Your instructions: Every line with the string "Unavailable" in it belongs in your answer, so copy them all from the data.

══════════

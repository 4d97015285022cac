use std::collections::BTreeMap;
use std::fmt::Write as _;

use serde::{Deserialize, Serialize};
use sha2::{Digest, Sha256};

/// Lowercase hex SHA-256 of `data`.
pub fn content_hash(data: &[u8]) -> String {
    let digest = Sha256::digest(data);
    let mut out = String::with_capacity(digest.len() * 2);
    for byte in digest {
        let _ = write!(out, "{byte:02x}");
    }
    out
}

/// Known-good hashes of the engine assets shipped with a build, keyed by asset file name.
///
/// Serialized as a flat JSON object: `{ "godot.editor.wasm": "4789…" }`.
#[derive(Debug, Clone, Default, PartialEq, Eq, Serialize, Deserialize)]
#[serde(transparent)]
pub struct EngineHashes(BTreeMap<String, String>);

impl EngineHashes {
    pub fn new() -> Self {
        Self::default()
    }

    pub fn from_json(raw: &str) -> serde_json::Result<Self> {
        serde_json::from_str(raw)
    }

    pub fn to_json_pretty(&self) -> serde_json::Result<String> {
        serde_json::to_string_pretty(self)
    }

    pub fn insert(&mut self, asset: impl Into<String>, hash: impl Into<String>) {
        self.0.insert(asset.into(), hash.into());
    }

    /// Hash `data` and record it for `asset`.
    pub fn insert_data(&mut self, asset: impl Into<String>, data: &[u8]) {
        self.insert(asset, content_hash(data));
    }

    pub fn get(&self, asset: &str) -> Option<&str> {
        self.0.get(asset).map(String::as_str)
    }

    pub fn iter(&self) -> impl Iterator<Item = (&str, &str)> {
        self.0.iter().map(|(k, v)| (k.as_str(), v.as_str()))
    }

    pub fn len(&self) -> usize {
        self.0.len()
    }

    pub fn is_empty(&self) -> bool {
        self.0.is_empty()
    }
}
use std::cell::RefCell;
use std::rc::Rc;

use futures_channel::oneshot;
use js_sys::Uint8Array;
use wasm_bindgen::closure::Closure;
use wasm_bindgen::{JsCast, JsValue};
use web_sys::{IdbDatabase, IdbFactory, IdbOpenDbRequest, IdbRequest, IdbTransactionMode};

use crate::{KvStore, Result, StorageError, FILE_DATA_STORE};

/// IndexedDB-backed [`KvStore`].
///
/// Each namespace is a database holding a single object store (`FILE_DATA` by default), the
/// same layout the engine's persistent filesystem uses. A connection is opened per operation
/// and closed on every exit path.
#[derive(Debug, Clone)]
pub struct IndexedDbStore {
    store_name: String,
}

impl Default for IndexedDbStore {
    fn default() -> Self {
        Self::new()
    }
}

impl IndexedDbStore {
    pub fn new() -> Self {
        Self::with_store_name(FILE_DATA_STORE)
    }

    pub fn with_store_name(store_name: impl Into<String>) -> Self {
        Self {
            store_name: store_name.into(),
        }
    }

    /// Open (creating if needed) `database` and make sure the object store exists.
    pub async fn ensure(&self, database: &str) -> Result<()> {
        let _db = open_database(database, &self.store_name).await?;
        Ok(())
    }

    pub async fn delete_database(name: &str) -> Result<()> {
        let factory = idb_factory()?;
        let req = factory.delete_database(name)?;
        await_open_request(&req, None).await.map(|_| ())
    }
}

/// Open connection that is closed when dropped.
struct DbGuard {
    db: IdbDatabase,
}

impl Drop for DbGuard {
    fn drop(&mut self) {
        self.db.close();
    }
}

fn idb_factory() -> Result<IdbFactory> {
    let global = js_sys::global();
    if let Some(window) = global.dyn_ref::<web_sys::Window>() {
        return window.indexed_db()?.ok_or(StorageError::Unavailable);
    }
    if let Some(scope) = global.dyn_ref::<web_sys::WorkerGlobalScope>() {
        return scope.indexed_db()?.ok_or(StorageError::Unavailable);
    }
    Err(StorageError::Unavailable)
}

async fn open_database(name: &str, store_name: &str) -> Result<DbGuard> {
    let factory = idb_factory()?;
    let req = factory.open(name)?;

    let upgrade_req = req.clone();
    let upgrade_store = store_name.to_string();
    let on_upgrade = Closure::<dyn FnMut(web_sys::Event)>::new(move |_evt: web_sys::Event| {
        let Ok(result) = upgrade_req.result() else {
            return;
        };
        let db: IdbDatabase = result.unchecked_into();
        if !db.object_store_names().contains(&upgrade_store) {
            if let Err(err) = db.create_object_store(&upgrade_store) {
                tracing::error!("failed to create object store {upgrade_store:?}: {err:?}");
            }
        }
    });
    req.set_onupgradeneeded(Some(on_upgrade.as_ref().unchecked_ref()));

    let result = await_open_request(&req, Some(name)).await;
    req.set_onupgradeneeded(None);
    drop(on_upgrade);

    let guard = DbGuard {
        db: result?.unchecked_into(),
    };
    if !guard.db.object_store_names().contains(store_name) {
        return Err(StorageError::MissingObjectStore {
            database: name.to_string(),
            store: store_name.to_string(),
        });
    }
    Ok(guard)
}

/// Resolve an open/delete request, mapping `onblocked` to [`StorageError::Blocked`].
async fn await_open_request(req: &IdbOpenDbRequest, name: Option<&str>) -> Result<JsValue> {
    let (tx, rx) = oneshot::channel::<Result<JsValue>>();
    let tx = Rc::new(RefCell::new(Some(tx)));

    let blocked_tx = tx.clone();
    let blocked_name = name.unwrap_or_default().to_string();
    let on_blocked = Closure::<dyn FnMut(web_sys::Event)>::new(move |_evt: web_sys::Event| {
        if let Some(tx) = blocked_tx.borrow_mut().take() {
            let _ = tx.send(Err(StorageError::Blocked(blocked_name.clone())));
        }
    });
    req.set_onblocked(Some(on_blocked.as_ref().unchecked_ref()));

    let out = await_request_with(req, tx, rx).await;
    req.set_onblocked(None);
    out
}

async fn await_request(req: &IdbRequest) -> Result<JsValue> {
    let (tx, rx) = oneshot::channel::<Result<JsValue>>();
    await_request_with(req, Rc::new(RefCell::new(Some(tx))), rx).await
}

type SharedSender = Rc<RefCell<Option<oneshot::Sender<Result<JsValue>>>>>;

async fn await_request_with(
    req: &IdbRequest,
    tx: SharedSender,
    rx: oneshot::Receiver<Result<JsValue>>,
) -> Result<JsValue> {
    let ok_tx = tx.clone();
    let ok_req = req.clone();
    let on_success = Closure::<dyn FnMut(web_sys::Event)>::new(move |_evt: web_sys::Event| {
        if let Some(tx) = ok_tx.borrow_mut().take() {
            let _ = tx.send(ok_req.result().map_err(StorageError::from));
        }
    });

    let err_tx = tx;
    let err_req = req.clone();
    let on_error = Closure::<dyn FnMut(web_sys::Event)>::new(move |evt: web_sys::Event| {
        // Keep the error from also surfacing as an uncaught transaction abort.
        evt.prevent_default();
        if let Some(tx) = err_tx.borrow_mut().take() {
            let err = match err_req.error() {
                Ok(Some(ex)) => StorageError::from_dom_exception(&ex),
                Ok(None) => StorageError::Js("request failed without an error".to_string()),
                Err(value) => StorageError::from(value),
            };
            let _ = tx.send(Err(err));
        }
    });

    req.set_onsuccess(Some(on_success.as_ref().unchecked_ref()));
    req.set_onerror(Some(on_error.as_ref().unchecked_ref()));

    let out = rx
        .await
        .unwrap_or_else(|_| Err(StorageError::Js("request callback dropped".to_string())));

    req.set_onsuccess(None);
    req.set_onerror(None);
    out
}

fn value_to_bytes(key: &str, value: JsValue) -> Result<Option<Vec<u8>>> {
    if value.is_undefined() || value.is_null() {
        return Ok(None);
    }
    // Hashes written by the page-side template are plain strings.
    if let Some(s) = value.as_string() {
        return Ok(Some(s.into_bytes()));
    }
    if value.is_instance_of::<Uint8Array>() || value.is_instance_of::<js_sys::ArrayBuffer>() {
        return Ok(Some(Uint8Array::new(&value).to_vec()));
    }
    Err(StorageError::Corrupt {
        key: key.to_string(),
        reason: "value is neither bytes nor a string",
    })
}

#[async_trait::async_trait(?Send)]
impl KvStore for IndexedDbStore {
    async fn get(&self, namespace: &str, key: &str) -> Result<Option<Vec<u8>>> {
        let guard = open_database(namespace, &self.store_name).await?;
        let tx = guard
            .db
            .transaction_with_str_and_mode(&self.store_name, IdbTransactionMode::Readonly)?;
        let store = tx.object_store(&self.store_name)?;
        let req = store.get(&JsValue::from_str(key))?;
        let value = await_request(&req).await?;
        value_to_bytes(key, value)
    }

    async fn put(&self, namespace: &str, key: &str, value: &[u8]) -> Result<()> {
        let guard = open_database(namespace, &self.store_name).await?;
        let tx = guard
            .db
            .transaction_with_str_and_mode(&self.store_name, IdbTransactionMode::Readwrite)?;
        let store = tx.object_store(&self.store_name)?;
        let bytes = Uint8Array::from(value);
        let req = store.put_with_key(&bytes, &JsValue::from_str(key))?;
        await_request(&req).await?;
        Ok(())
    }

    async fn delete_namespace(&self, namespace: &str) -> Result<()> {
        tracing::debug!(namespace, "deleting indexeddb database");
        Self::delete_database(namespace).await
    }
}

══════════

Solution for this task:
        return window.indexed_db()?.ok_or(StorageError::Unavailable);
        return scope.indexed_db()?.ok_or(StorageError::Unavailable);
    Err(StorageError::Unavailable)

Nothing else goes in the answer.